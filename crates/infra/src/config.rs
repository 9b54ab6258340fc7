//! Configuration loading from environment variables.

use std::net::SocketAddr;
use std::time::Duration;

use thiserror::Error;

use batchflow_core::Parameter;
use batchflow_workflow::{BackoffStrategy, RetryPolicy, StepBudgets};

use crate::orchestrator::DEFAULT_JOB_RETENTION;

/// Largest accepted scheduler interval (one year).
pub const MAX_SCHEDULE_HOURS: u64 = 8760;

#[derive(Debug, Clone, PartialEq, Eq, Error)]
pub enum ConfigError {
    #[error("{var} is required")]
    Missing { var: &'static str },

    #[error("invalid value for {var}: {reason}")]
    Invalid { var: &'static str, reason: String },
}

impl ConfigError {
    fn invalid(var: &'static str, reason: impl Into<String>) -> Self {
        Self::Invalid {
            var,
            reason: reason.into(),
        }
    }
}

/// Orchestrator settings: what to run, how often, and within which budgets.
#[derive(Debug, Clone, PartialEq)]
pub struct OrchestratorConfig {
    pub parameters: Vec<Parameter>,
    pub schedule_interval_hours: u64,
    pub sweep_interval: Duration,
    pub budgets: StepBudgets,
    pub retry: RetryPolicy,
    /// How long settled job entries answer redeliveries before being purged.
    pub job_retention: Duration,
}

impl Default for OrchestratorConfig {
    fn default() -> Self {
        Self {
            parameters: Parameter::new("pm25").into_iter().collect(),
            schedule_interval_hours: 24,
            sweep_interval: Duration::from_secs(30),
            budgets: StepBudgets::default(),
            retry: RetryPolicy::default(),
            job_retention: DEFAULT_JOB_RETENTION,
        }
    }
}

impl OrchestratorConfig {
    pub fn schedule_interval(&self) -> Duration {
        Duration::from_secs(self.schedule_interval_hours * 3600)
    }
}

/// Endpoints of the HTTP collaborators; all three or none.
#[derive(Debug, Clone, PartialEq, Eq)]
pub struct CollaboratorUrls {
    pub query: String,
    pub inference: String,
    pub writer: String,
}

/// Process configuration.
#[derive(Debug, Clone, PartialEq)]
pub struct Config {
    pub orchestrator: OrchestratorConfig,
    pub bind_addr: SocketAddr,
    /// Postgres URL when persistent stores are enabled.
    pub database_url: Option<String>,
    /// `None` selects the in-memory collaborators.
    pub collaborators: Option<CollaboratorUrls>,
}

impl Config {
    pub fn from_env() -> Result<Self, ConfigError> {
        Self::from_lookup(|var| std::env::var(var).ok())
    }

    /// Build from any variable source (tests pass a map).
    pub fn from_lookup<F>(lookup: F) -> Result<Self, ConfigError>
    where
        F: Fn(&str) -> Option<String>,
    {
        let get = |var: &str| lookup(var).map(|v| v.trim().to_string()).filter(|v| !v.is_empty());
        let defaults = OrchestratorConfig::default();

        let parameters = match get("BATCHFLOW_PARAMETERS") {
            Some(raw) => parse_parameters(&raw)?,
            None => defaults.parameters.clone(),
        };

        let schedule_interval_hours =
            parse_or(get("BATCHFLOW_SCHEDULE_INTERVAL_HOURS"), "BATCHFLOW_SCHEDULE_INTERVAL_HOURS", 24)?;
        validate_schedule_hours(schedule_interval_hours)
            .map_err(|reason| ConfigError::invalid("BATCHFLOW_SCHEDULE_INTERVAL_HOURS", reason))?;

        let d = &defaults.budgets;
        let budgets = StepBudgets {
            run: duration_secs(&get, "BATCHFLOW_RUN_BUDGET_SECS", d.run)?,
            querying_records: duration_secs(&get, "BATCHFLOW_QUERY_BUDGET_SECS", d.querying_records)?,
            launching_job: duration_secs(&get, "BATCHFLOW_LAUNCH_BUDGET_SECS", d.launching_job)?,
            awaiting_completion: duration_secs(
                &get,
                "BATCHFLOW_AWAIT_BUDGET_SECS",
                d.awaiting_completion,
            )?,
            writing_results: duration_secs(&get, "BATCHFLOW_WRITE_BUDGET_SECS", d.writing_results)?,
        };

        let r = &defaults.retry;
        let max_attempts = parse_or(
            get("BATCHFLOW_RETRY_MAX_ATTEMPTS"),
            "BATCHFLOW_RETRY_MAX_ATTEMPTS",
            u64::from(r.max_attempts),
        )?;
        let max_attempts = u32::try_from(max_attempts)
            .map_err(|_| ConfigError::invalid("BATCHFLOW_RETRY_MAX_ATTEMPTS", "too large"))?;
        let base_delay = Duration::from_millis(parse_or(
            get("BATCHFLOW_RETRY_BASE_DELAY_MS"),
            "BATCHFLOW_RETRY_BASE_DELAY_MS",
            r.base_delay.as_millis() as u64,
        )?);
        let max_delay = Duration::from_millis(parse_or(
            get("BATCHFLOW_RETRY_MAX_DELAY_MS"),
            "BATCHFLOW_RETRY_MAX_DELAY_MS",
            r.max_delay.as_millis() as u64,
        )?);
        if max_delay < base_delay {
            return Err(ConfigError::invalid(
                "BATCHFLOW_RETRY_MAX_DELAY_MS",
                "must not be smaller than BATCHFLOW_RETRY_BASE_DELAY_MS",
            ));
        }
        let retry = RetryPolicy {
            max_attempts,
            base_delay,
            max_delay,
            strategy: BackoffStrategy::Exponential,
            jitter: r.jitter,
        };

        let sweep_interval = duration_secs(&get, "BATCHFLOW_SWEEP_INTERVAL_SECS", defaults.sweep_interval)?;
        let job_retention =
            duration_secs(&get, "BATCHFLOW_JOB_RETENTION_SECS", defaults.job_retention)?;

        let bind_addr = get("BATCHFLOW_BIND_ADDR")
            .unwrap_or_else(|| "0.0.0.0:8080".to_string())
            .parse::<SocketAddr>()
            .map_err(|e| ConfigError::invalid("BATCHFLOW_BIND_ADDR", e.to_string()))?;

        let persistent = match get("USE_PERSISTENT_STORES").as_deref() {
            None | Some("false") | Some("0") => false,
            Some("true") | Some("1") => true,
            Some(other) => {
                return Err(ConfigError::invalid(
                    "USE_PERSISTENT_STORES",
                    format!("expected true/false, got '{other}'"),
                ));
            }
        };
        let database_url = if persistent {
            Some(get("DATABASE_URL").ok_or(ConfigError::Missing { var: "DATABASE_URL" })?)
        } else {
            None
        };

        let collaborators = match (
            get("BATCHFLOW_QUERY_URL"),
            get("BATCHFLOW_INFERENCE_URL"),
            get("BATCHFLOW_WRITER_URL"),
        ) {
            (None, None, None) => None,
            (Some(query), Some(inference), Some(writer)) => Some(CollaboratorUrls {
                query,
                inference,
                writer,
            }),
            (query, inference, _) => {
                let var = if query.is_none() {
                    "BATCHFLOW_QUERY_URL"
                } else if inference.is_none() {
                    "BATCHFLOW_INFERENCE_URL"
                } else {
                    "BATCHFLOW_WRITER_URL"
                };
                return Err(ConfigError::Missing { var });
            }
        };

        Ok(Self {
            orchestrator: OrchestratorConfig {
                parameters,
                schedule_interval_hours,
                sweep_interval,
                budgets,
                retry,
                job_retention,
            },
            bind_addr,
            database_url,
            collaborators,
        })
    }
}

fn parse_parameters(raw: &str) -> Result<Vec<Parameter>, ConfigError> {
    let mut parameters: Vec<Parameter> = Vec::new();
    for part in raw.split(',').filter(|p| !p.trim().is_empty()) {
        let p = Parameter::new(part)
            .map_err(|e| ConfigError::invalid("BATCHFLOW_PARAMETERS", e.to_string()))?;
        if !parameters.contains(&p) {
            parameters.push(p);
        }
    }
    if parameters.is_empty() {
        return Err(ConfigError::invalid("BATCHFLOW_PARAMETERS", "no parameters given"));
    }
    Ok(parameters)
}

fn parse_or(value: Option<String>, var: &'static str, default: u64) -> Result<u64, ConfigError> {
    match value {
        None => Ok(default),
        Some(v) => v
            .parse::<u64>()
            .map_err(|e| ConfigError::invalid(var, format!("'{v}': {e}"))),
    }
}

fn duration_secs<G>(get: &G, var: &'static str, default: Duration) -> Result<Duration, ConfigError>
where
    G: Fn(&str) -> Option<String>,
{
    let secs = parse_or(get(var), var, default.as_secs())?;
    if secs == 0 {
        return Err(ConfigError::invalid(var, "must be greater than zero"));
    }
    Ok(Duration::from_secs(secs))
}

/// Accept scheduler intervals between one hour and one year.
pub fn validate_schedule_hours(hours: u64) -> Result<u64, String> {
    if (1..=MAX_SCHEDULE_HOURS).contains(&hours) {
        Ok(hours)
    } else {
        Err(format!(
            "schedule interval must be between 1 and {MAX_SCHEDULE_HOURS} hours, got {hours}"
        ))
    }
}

#####

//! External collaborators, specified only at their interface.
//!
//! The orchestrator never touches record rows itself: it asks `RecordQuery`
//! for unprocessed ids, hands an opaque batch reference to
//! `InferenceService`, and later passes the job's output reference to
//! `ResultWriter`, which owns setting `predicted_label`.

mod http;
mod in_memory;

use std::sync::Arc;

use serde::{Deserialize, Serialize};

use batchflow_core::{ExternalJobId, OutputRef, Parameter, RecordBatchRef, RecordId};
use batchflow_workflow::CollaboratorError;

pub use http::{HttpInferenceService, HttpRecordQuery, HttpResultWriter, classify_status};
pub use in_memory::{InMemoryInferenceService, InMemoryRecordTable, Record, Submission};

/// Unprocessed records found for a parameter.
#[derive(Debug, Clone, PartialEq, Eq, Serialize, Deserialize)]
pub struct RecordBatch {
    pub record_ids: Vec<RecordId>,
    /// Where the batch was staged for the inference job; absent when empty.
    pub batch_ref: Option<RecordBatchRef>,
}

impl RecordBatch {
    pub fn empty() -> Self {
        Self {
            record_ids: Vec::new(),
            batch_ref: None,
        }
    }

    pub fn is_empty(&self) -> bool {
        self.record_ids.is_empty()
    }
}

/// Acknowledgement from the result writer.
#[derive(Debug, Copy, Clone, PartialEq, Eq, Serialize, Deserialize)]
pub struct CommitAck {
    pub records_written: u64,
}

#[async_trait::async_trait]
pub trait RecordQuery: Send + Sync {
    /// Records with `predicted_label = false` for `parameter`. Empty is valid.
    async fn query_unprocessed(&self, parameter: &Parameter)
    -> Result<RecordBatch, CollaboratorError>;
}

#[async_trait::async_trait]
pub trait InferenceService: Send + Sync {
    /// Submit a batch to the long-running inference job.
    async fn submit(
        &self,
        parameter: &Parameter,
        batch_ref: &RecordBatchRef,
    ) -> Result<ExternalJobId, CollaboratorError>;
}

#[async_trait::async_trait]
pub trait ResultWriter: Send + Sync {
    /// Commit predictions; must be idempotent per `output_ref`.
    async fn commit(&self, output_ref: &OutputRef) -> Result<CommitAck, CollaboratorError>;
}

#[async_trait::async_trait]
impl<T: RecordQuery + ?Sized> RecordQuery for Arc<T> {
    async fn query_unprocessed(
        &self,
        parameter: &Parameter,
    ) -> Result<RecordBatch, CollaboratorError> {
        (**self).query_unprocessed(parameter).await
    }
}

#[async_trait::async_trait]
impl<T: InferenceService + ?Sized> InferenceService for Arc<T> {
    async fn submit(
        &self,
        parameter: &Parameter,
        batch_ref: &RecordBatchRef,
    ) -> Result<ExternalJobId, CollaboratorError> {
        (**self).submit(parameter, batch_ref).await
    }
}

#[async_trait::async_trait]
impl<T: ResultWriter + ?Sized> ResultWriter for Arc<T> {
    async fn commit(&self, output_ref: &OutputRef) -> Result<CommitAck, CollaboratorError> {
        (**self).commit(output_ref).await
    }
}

#####

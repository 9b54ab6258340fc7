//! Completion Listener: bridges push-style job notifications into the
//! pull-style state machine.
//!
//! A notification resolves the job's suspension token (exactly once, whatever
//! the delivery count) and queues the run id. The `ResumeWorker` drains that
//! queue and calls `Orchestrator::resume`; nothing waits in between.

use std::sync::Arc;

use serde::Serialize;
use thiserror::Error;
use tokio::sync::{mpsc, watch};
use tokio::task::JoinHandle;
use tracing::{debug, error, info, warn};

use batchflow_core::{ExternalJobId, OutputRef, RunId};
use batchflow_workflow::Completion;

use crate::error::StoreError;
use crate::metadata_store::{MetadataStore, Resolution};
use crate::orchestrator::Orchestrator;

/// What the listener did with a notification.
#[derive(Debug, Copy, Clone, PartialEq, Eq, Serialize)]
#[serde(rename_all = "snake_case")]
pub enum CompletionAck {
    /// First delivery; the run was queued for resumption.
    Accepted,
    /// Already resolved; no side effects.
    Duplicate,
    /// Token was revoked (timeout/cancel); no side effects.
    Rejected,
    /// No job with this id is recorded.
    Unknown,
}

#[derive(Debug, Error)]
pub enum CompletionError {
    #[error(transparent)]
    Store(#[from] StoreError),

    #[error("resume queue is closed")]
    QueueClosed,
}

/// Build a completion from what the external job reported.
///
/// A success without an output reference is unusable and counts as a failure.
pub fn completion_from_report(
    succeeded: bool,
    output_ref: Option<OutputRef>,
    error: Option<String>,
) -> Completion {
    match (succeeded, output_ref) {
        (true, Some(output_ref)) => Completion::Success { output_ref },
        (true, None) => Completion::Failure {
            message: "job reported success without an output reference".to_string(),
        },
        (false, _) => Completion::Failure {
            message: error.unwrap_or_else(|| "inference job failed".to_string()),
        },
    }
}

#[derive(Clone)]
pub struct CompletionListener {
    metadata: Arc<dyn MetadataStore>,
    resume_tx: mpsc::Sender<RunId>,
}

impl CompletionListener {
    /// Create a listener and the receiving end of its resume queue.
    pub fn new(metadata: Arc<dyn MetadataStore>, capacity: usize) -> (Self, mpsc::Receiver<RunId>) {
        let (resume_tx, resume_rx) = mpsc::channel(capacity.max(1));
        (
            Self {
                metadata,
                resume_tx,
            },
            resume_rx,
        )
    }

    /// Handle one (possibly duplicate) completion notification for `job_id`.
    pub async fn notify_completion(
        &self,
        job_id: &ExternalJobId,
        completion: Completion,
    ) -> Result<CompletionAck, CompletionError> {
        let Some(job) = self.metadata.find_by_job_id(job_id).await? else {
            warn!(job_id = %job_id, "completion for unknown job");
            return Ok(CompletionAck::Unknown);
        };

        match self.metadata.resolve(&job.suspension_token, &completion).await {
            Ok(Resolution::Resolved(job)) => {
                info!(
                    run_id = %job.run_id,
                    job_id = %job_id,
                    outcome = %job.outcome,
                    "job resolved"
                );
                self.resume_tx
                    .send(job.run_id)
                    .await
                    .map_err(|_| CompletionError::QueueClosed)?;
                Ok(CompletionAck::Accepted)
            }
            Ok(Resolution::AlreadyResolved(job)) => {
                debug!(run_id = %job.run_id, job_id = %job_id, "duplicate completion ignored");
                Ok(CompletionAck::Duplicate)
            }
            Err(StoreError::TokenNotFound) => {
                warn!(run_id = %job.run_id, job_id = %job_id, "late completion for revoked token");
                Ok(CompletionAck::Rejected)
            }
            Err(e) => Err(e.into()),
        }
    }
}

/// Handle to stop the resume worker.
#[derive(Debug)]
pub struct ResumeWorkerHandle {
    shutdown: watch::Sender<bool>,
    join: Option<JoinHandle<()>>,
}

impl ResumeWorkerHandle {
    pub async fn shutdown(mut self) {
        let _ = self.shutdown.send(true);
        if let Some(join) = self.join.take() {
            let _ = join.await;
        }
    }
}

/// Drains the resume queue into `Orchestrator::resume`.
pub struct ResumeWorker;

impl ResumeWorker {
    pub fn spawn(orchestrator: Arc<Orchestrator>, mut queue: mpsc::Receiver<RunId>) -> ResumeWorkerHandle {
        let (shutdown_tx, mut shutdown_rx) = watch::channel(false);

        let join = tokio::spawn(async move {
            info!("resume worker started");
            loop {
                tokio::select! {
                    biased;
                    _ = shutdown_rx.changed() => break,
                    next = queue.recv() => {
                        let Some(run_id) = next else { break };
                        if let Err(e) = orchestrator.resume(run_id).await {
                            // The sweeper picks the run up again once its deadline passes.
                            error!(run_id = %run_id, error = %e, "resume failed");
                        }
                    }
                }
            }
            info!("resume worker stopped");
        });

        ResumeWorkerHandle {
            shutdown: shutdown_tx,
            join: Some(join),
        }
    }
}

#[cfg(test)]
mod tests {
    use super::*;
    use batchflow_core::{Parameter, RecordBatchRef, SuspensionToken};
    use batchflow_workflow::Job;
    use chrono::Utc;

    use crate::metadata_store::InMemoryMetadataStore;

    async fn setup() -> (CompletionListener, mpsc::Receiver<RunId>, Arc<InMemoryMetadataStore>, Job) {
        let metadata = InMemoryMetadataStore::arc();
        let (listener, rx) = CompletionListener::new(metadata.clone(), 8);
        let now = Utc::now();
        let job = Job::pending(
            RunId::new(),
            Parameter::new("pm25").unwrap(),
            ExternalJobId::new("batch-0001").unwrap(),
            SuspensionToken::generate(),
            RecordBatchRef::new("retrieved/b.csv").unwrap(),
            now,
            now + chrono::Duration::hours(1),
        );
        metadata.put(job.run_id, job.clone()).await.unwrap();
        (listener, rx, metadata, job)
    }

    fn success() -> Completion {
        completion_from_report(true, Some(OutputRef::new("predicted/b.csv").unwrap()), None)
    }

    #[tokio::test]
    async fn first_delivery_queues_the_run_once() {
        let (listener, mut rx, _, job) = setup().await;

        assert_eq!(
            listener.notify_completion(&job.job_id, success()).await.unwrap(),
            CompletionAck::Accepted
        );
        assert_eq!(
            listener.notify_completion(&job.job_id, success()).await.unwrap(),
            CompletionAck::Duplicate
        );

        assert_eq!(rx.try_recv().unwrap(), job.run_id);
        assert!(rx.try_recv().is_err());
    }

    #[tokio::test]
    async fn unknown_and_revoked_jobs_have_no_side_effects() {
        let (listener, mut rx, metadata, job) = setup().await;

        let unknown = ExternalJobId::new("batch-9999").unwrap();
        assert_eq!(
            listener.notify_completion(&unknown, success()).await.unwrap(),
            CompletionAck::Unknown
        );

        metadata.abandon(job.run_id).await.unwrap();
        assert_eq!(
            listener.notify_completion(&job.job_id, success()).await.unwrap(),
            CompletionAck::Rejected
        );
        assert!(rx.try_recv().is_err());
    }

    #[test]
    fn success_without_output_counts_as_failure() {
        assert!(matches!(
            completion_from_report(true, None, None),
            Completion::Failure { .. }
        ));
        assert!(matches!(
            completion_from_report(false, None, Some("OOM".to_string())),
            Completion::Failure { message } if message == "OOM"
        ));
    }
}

#####

■ DIRECTIONS FOR THIS TASK: What lines hold the string "InMemoryMetadataStore"? Pick them out of the data.

■ EXERCISE OUTPUT:
    use crate::metadata_store::InMemoryMetadataStore;
    async fn setup() -> (CompletionListener, mpsc::Receiver<RunId>, Arc<InMemoryMetadataStore>, Job) {
        let metadata = InMemoryMetadataStore::arc();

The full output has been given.